EXERCISE BRIEF: Identify, in the records below, every line where the string "Integral" appears, and copy each such line.

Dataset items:
========================================
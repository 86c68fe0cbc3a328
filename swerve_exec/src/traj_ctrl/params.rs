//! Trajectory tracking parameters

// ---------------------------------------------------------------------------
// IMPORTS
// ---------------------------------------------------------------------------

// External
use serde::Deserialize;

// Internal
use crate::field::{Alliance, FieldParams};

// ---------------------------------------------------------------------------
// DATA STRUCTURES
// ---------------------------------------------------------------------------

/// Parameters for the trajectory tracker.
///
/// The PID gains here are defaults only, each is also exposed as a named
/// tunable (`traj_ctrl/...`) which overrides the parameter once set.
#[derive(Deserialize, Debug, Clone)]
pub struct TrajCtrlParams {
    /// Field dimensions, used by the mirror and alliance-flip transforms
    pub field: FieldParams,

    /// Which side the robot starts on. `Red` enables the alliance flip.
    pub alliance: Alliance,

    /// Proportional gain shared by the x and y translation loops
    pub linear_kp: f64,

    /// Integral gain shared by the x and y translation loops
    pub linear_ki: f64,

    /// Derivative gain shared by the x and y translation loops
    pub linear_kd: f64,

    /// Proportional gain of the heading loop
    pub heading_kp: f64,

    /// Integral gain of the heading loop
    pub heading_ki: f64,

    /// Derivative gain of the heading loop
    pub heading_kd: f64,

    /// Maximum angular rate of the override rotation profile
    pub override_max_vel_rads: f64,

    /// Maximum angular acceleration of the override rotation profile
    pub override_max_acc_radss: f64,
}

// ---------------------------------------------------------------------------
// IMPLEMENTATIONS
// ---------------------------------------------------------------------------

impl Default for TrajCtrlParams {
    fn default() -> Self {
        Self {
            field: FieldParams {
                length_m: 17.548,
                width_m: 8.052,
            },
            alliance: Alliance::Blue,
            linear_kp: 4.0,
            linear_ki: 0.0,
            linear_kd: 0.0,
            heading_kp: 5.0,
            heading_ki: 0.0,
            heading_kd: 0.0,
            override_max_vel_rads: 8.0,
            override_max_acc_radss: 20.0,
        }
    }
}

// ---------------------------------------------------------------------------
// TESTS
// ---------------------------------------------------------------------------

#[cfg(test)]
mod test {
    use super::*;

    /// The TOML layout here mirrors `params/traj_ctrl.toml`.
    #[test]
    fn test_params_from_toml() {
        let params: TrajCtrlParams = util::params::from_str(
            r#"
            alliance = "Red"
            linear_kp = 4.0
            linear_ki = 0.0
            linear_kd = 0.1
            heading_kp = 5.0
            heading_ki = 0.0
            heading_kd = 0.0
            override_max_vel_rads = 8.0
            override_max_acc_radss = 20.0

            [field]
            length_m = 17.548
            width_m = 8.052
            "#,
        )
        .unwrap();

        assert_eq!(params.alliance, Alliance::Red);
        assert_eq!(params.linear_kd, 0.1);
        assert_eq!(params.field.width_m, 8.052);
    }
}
========================================
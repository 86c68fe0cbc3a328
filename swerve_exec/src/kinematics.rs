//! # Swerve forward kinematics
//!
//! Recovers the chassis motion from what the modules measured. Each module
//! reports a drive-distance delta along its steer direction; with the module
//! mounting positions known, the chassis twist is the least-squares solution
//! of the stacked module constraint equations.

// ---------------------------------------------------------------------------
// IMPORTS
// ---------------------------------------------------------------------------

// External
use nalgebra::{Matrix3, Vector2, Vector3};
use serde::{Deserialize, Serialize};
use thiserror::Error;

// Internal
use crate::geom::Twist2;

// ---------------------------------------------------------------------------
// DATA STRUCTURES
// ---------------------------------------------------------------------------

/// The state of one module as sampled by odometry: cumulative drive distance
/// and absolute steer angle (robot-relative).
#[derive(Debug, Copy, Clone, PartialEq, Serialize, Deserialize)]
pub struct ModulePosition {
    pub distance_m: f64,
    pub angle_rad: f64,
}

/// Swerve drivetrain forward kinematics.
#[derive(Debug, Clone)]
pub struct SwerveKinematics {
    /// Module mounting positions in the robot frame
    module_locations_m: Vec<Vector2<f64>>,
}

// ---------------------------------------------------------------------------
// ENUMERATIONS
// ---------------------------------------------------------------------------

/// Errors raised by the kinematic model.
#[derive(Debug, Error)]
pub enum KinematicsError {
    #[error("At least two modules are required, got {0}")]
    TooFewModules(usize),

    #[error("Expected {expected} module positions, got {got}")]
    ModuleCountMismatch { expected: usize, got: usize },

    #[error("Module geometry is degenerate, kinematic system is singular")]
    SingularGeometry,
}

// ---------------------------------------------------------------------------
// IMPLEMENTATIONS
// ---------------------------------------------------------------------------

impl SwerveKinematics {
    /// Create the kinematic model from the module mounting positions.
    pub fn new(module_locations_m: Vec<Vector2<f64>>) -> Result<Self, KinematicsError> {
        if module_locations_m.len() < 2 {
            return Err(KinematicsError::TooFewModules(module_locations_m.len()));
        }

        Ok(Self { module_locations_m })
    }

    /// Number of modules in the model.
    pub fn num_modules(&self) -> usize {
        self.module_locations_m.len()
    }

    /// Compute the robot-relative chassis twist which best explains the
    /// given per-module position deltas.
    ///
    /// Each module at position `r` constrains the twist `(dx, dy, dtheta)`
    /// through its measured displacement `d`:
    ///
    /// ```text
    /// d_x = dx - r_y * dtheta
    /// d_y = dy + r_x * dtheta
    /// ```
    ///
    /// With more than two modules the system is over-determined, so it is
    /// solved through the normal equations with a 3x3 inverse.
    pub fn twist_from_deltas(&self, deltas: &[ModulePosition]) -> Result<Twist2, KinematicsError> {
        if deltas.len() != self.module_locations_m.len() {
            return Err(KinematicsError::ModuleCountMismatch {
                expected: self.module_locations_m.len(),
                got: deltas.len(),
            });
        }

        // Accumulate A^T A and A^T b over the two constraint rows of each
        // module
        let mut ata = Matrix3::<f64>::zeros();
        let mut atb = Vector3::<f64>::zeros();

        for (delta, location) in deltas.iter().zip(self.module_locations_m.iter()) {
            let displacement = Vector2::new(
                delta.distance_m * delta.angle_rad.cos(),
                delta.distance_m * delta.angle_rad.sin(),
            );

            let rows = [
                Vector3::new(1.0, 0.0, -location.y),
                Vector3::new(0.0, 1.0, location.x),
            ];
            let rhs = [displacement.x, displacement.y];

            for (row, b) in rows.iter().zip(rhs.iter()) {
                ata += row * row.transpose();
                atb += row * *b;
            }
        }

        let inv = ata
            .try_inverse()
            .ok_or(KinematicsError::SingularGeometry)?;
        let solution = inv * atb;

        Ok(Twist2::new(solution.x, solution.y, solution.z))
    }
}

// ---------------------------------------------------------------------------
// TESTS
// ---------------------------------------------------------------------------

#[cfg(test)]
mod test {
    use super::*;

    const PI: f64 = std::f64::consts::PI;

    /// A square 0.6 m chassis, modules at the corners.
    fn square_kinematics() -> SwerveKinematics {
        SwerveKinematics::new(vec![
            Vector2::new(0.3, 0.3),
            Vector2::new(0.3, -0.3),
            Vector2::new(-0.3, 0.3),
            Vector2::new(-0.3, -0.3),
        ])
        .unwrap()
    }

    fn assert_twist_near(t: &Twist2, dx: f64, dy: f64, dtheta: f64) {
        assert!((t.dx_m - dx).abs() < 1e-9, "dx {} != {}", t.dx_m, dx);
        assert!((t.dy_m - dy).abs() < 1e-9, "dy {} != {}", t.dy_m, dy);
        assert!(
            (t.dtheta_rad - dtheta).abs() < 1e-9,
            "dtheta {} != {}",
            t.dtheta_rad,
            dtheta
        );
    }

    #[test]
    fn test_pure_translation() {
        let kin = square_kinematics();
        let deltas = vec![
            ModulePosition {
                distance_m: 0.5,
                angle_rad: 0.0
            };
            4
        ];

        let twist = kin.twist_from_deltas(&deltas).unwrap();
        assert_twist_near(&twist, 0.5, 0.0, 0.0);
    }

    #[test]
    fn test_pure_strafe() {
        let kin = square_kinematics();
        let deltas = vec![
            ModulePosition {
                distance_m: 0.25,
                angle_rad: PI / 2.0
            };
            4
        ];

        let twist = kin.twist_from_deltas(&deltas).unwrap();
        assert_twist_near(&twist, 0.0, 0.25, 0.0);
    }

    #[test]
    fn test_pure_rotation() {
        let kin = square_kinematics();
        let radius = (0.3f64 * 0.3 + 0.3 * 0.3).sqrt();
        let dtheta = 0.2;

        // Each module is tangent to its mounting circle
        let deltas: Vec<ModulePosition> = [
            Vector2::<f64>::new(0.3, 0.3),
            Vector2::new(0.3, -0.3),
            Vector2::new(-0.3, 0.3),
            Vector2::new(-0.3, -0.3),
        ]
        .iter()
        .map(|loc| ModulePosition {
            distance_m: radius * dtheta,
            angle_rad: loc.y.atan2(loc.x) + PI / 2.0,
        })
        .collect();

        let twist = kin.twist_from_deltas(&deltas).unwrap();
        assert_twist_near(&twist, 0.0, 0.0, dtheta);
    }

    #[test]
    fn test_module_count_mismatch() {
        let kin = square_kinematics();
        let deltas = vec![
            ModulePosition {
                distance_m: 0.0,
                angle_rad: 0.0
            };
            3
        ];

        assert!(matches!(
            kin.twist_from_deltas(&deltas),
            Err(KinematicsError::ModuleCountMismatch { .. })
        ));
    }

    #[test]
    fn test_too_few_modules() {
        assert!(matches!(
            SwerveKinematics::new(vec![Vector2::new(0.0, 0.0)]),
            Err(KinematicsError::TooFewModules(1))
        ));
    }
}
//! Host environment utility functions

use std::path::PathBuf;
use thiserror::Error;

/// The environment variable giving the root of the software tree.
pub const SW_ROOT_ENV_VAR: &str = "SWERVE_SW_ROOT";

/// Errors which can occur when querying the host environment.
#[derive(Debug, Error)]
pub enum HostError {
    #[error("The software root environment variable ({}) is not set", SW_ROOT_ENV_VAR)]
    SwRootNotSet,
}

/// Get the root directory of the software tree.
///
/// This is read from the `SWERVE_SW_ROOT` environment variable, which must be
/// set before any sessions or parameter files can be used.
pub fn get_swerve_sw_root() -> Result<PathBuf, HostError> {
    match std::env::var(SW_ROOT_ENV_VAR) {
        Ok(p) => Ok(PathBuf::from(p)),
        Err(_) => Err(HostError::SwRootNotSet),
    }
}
========================================
PROBLEM SOLUTION:
    /// Integral gain shared by the x and y translation loops
    /// Integral gain of the heading loop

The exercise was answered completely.